Months later, the actions of an unrelated local school board caught media attention. When a teacher questioned the members of the Vermillion Parish School Board about a potential raise for the superintendent, the school board had police remove her from the meeting, and the teacher was handcuffed and taken to jail. One of Moreau’s Facebook friends posted a local news story about the school board incident, and Moreau posted the following comment:
all of this going on with this poor teacher being treated so unfairly makes one thing perfectly clear․ These “boards” everywhere, ruled by good old boy politics need to be dissolved ASAP․!! We․ have the same exact problem at our fire department․ A board of clueless idiots making the decisions that affect many including the very employees who actually do the job․ It’s a joke․ I hope this teacher makes them pay․and pay big time.!!

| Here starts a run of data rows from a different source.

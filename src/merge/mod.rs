//! Schema merger (`spec.md` §4.2) and the internal schema it injects last.

use crate::error::GatewayError;
use crate::location::{FieldLocationMap, INTERNAL_LOCATION};
use crate::schema::{
    merge_directive_into, merge_type_into, ArgumentDefinition, FieldDefinition, ObjectTypeDef,
    Schema, TypeDefinition, TypeRef,
};
use indexmap::IndexMap;

/// The gateway's own contribution to the merged schema: `Query.node(id: ID!): Node` plus the
/// introspection meta-fields. Merged last, and registered against [`INTERNAL_LOCATION`].
fn internal_schema() -> Schema {
    let mut query_fields = IndexMap::new();
    query_fields.insert(
        "node".to_string(),
        FieldDefinition {
            name: "node".to_string(),
            ty: TypeRef("Node".to_string()),
            arguments: vec![ArgumentDefinition {
                name: "id".to_string(),
                ty: TypeRef("ID!".to_string()),
            }],
        },
    );

    let mut types = IndexMap::new();
    types.insert(
        "Query".to_string(),
        TypeDefinition::Object(ObjectTypeDef {
            fields: query_fields,
            interfaces: Vec::new(),
        }),
    );
    types.insert(
        "Node".to_string(),
        TypeDefinition::Interface(crate::schema::InterfaceTypeDef {
            fields: IndexMap::new(),
            interfaces: Vec::new(),
        }),
    );

    Schema {
        query_type: "Query".to_string(),
        mutation_type: None,
        subscription_type: None,
        types,
        directives: IndexMap::new(),
    }
}

/// Folds N remote schemas (plus the gateway's internal schema) into one, and computes the
/// field-location index alongside it.
///
/// Per `spec.md` §4.1/§4.2: a type/field present in only one source is copied as-is; a type/field
/// present in several must agree exactly, or merging fails with `SchemaConflict`. Introspection
/// meta-fields and `Query.node` are registered against [`INTERNAL_LOCATION`].
pub fn merge_schemas(
    remotes: &[crate::schema::RemoteSchema],
) -> Result<(Schema, FieldLocationMap), GatewayError> {
    if remotes.is_empty() {
        return Err(GatewayError::NoSources);
    }

    let mut merged = Schema {
        query_type: remotes[0].schema.query_type.clone(),
        mutation_type: None,
        subscription_type: None,
        types: IndexMap::new(),
        directives: IndexMap::new(),
    };
    let mut locations = FieldLocationMap::new();

    for remote in remotes {
        if let Some(m) = &remote.schema.mutation_type {
            merged.mutation_type.get_or_insert_with(|| m.clone());
        }
        if let Some(s) = &remote.schema.subscription_type {
            merged.subscription_type.get_or_insert_with(|| s.clone());
        }

        for incoming in remote.schema.directives.values() {
            merge_directive_into(&mut merged.directives, incoming).map_err(
                |(name, left, right)| GatewayError::SchemaConflict {
                    parent_type: "directive".to_string(),
                    field: name,
                    left,
                    right,
                },
            )?;
        }

        for (type_name, incoming) in &remote.schema.types {
            match merged.types.get_mut(type_name) {
                Some(existing) => {
                    merge_type_into(existing, incoming, type_name).map_err(
                        |(field, left, right)| {
                            let (parent_type, field) = field
                                .split_once('.')
                                .map(|(p, f)| (p.to_string(), f.to_string()))
                                .unwrap_or((type_name.clone(), field));
                            GatewayError::SchemaConflict {
                                parent_type,
                                field,
                                left,
                                right,
                            }
                        },
                    )?;
                }
                None => {
                    merged.types.insert(type_name.clone(), incoming.clone());
                }
            }

            if let Some(fields) = incoming.fields() {
                for field_name in fields.keys() {
                    locations.register(type_name, field_name, remote.url.clone());
                }
            }
        }

        register_typename(&mut locations, &remote.schema, &remote.url);
    }

    // Merge in the internal schema last; its fields are registered against the gateway's own
    // pseudo-location rather than any remote URL.
    let internal = internal_schema();
    for (type_name, incoming) in &internal.types {
        match merged.types.get_mut(type_name) {
            Some(existing) => {
                merge_type_into(existing, incoming, type_name).map_err(
                    |(field, left, right)| {
                        let (parent_type, field) = field
                            .split_once('.')
                            .map(|(p, f)| (p.to_string(), f.to_string()))
                            .unwrap_or((type_name.clone(), field));
                        GatewayError::SchemaConflict {
                            parent_type,
                            field,
                            left,
                            right,
                        }
                    },
                )?;
            }
            None => {
                merged.types.insert(type_name.clone(), incoming.clone());
            }
        }
        if let Some(fields) = incoming.fields() {
            for field_name in fields.keys() {
                locations.register(type_name, field_name, INTERNAL_LOCATION);
            }
        }
    }
    register_typename(&mut locations, &merged, INTERNAL_LOCATION);
    locations.register("Query", "__schema", INTERNAL_LOCATION);
    locations.register("Query", "__type", INTERNAL_LOCATION);

    Ok((merged, locations))
}

/// `__typename` is resolvable on every composite type by whichever service already owns that
/// object, so it is registered against the internal location purely so `lookup` never fails for
/// it; the planner special-cases `__typename` to avoid spawning a step (`spec.md` §4.3).
fn register_typename(locations: &mut FieldLocationMap, schema: &Schema, fallback_url: &str) {
    for (type_name, def) in &schema.types {
        if def.fields().is_some() {
            locations.register(type_name, "__typename", fallback_url);
        }
    }
}

#[cfg(test)]
mod tests {
    use super::*;
    use crate::schema::RemoteSchema;

    fn schema_with(type_name: &str, field: &str, ty: &str) -> Schema {
        let mut fields = IndexMap::new();
        fields.insert(
            field.to_string(),
            FieldDefinition {
                name: field.to_string(),
                ty: TypeRef(ty.to_string()),
                arguments: Vec::new(),
            },
        );
        let mut types = IndexMap::new();
        types.insert(
            type_name.to_string(),
            TypeDefinition::Object(ObjectTypeDef {
                fields,
                interfaces: Vec::new(),
            }),
        );
        // every schema needs a Query type for merge to have a query_type
        types.entry("Query".to_string()).or_insert(TypeDefinition::Object(ObjectTypeDef {
            fields: IndexMap::new(),
            interfaces: Vec::new(),
        }));
        Schema {
            query_type: "Query".to_string(),
            mutation_type: None,
            subscription_type: None,
            types,
            directives: IndexMap::new(),
        }
    }

    #[test]
    fn merges_disjoint_fields_from_two_services() {
        let a = RemoteSchema {
            url: "http://a".into(),
            schema: schema_with("User", "firstName", "String"),
        };
        let b = RemoteSchema {
            url: "http://b".into(),
            schema: schema_with("User", "lastName", "String"),
        };
        let (merged, locations) = merge_schemas(&[a, b]).unwrap();
        let user = merged.types.get("User").unwrap();
        assert!(user.fields().unwrap().contains_key("firstName"));
        assert!(user.fields().unwrap().contains_key("lastName"));
        assert_eq!(locations.lookup("User", "firstName").unwrap(), &["http://a"]);
        assert_eq!(locations.lookup("User", "lastName").unwrap(), &["http://b"]);
    }

    #[test]
    fn conflicting_field_types_fail() {
        let a = RemoteSchema {
            url: "http://a".into(),
            schema: schema_with("User", "firstName", "String!"),
        };
        let b = RemoteSchema {
            url: "http://b".into(),
            schema: schema_with("User", "firstName", "Int"),
        };
        let err = merge_schemas(&[a, b]).unwrap_err();
        match err {
            GatewayError::SchemaConflict {
                parent_type,
                field,
                left,
                right,
            } => {
                assert_eq!(parent_type, "User");
                assert_eq!(field, "firstName");
                assert_eq!(left, "String!");
                assert_eq!(right, "Int");
            }
            other => panic!("expected SchemaConflict, got {other:?}"),
        }
    }

    #[test]
    fn agreeing_directive_declarations_merge() {
        let directive = |locations: &[&str]| crate::schema::DirectiveDefinition {
            name: "auth".to_string(),
            locations: locations.iter().map(|s| s.to_string()).collect(),
            arguments: Vec::new(),
        };
        let mut a = schema_with("User", "firstName", "String");
        a.directives.insert("auth".to_string(), directive(&["FIELD_DEFINITION"]));
        let mut b = schema_with("Post", "title", "String");
        b.directives.insert("auth".to_string(), directive(&["FIELD_DEFINITION"]));

        let (merged, _) = merge_schemas(&[
            RemoteSchema { url: "http://a".into(), schema: a },
            RemoteSchema { url: "http://b".into(), schema: b },
        ])
        .unwrap();
        assert!(merged.directives.contains_key("auth"));
    }

    #[test]
    fn conflicting_directive_declarations_fail() {
        let mut a = schema_with("User", "firstName", "String");
        a.directives.insert(
            "auth".to_string(),
            crate::schema::DirectiveDefinition {
                name: "auth".to_string(),
                locations: vec!["FIELD_DEFINITION".to_string()],
                arguments: Vec::new(),
            },
        );
        let mut b = schema_with("Post", "title", "String");
        b.directives.insert(
            "auth".to_string(),
            crate::schema::DirectiveDefinition {
                name: "auth".to_string(),
                locations: vec!["OBJECT".to_string()],
                arguments: Vec::new(),
            },
        );

        let err = merge_schemas(&[
            RemoteSchema { url: "http://a".into(), schema: a },
            RemoteSchema { url: "http://b".into(), schema: b },
        ])
        .unwrap_err();
        match err {
            GatewayError::SchemaConflict { parent_type, field, .. } => {
                assert_eq!(parent_type, "directive");
                assert_eq!(field, "auth");
            }
            other => panic!("expected SchemaConflict, got {other:?}"),
        }
    }

    #[test]
    fn node_field_is_registered_against_internal_location() {
        let a = RemoteSchema {
            url: "http://a".into(),
            schema: schema_with("User", "firstName", "String"),
        };
        let (_, locations) = merge_schemas(&[a]).unwrap();
        assert_eq!(
            locations.lookup("Query", "node").unwrap(),
            &[crate::location::INTERNAL_LOCATION]
        );
    }
}
//! Crate-wide error type.
//!
//! One enum per `spec.md` §7's error table. Each variant carries exactly what its raiser knows;
//! nothing here tries to be a generic "anyhow"-style bag, since every raise site is a specific,
//! anticipated failure mode rather than an unexpected one.

use std::fmt;

/// A single upstream GraphQL error, as returned in a subgraph response's `errors` array.
#[derive(Debug, Clone, serde::Serialize, serde::Deserialize, PartialEq, Eq)]
pub struct UpstreamError {
    pub message: String,
    #[serde(default, skip_serializing_if = "Option::is_none")]
    pub extensions: Option<UpstreamErrorExtensions>,
}

#[derive(Debug, Clone, serde::Serialize, serde::Deserialize, PartialEq, Eq)]
pub struct UpstreamErrorExtensions {
    #[serde(default, skip_serializing_if = "Option::is_none")]
    pub code: Option<String>,
}

/// Top-level failure modes of the gateway.
#[derive(Debug, thiserror::Error)]
pub enum GatewayError {
    /// Two remote schemas disagree on the declared type of a shared field. Aborts startup.
    #[error("conflicting definitions for {parent_type}.{field}: `{left}` vs `{right}`")]
    SchemaConflict {
        parent_type: String,
        field: String,
        left: String,
        right: String,
    },

    /// A `(parentType, field)` pair was looked up in the field-location index but never
    /// registered by any remote schema or the internal schema.
    #[error("unknown field {parent_type}.{field}")]
    UnknownField { parent_type: String, field: String },

    /// The request's document contains more than one operation and did not name which one to
    /// run.
    #[error("must provide operation name if query contains multiple operations")]
    AmbiguousOperation,

    /// The request named an operation that is not present in the document.
    #[error("unknown operation named {0:?}")]
    UnknownOperation(String),

    /// Bubbled up verbatim from `apollo_compiler`'s parser/validator.
    #[error("{0}")]
    ParseError(String),

    /// A single upstream call failed below the GraphQL layer (connection refused, timeout,
    /// non-JSON body, ...). Fails the whole execution.
    #[error("upstream request to {url} failed: {source}")]
    UpstreamTransport {
        url: String,
        #[source]
        source: Box<dyn std::error::Error + Send + Sync>,
    },

    /// An upstream responded with a well-formed GraphQL error payload.
    #[error("upstream {url} returned {} error(s)", .errors.len())]
    UpstreamErrors {
        url: String,
        errors: Vec<UpstreamError>,
    },

    /// The executor tried to act on a plan shape the planner should never produce. Indicates a
    /// planner invariant violation; always a bug, never a user-facing condition.
    #[error("internal stitching invariant violated: {0}")]
    StitchError(String),

    /// The startup source-service list was empty.
    #[error("gateway requires at least one source service")]
    NoSources,

    /// Raised by the inbound HTTP layer for malformed requests (bad JSON, missing `query`, a
    /// multipart body that doesn't conform to the upload spec, ...).
    #[error("malformed request: {0}")]
    BadRequest(String),

    /// The request's deadline elapsed, or an in-flight step was cancelled, before execution
    /// finished (`spec.md` §5). A cancelled request never mutates the client-visible result.
    #[error("request cancelled: {0}")]
    Cancelled(String),
}

impl GatewayError {
    /// Whether this error should be reported back to the client as a `200` GraphQL-errors
    /// response rather than an HTTP error status.
    pub fn is_graphql_level(&self) -> bool {
        matches!(
            self,
            GatewayError::UnknownField { .. }
                | GatewayError::UpstreamErrors { .. }
                | GatewayError::StitchError(_)
                | GatewayError::ParseError(_)
        )
    }
}

impl fmt::Display for UpstreamError {
    fn fmt(&self, f: &mut fmt::Formatter<'_>) -> fmt::Result {
        write!(f, "{}", self.message)
    }
}

pub type Result<T> = std::result::Result<T, GatewayError>;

Moreau deleted the post after Candice Elkins, secretary to District 3’s Board, responded to it. Then he initiated the following private message exchange with Elkins:
[MOREAU:] Not trying to be ugly here so don’t get all wound up ․ But if you’re looking at my page and trying to Police what I say because you happen to be on our Board than [sic] I will have to delete you. I didn’t call all of you idiots. You know exactly the ones I’m talking about. I’m not stupid, I spent the better part of last summer having to literally fight for my job after working my ass off there for 27 damn years.. Also having to actually sit at a board meeting and explain myself after providing 2 different doctors [sic] excuse as to why I couldn’t work that day․!! Fucking embarrassing, humiliating and wrong․ All because of one IDIOT on the board. !! I did not deserve that!! Remember it was y’all who hired that nut four years ago ․ it was y’all who sat back and did nothing while he practically ruined our department. It was y’all who gave him a blank check, allowed him to treat the men like shit (especially the older ones like myself) and then finally at the end after we were broke did y’all wake up. All this stuff going on with this teacher in Abbeville shows that this good old boy political crap is for the birds and I can’t wait to get away from it ․ Going in the drop October 31st of this year ․ I will never work a political job again that’s for certain․
[ELKINS:] Dude ․ didn’t look up your page to police anything. Scrolling through fb this morning and there it was for any of your friends to see. Just to clarify, I’m not on the board so I didn’t take offense. I work for the board, I happen to love Fire District 3, and will work with the board and the entire staff of firefighters to make it great again! That’s my goal.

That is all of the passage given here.